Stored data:
↓↓↓

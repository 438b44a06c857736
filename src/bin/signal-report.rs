//! Equitrix Signal Report
//!
//! Loads the price history, evaluates indicators and signals over the
//! configured period and prints the report on stdout.
//!
//! Usage: `signal-report [PRICE_FILE]` (defaults to `PRICE_DATA_PATH`).

use dotenvy::dotenv;
use equitrix::config::{get_environment, Config, ReportFormat};
use equitrix::core::{AnalysisPipeline, AnalysisSession, DateRange};
use equitrix::logging;
use equitrix::reports::{render_json, render_text};
use equitrix::services::CsvPriceSource;
use std::env;
use tracing::{error, info};

fn main() -> Result<(), Box<dyn std::error::Error>> {
    // Load environment variables from .env if present
    dotenv().ok();

    logging::init_logging(&get_environment())?;

    let mut config = Config::from_env();
    if let Some(path) = env::args().nth(1) {
        config = config.with_data_path(path);
    }

    info!(environment = %config.environment, "Starting Equitrix signal report");
    info!(path = %config.data_path.display(), instrument = %config.instrument, "Price source");

    if let Err(e) = run(&config) {
        error!(error = %e, "Signal report failed");
        return Err(e);
    }
    Ok(())
}

fn run(config: &Config) -> Result<(), Box<dyn std::error::Error>> {
    let pipeline = AnalysisPipeline::new(config.instrument.clone(), config.indicators)?;
    let source = CsvPriceSource::new(config.data_path.clone());
    let mut session = AnalysisSession::open(source, pipeline)?;

    let range = DateRange::new(config.period_from, config.period_to);
    let report = session.analyze(range)?;

    let rendered = match config.format {
        ReportFormat::Text => render_text(&report),
        ReportFormat::Json => render_json(&report)?,
    };
    println!("{}", rendered);
    Ok(())
}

↑↑↑

Task to complete:
Write the data out again. Match it word for word.

Response to this task:
repository 438b44a06c857736
filename src/bin/signal-report.rs
//! Equitrix Signal Report
//!
//! Loads the price history, evaluates indicators and signals over the
//! configured period and prints the report on stdout.
//!
//! Usage: `signal-report [PRICE_FILE]` (defaults to `PRICE_DATA_PATH`).

use dotenvy::dotenv;
use equitrix::config::{get_environment, Config, ReportFormat};
use equitrix::core::{AnalysisPipeline, AnalysisSession, DateRange};
use equitrix::logging;
use equitrix::reports::{render_json, render_text};
use equitrix::services::CsvPriceSource;
use std::env;
use tracing::{error, info};

fn main() -> Result<(), Box<dyn std::error::Error>> {
    // Load environment variables from .env if present
    dotenv().ok();

    logging::init_logging(&get_environment())?;

    let mut config = Config::from_env();
    if let Some(path) = env::args().nth(1) {
        config = config.with_data_path(path);
    }

    info!(environment = %config.environment, "Starting Equitrix signal report");
    info!(path = %config.data_path.display(), instrument = %config.instrument, "Price source");

    if let Err(e) = run(&config) {
        error!(error = %e, "Signal report failed");
        return Err(e);
    }
    Ok(())
}

fn run(config: &Config) -> Result<(), Box<dyn std::error::Error>> {
    let pipeline = AnalysisPipeline::new(config.instrument.clone(), config.indicators)?;
    let source = CsvPriceSource::new(config.data_path.clone());
    let mut session = AnalysisSession::open(source, pipeline)?;

    let range = DateRange::new(config.period_from, config.period_to);
    let report = session.analyze(range)?;

    let rendered = match config.format {
        ReportFormat::Text => render_text(&report),
        ReportFormat::Json => render_json(&report)?,
    };
    println!("{}", rendered);
    Ok(())
}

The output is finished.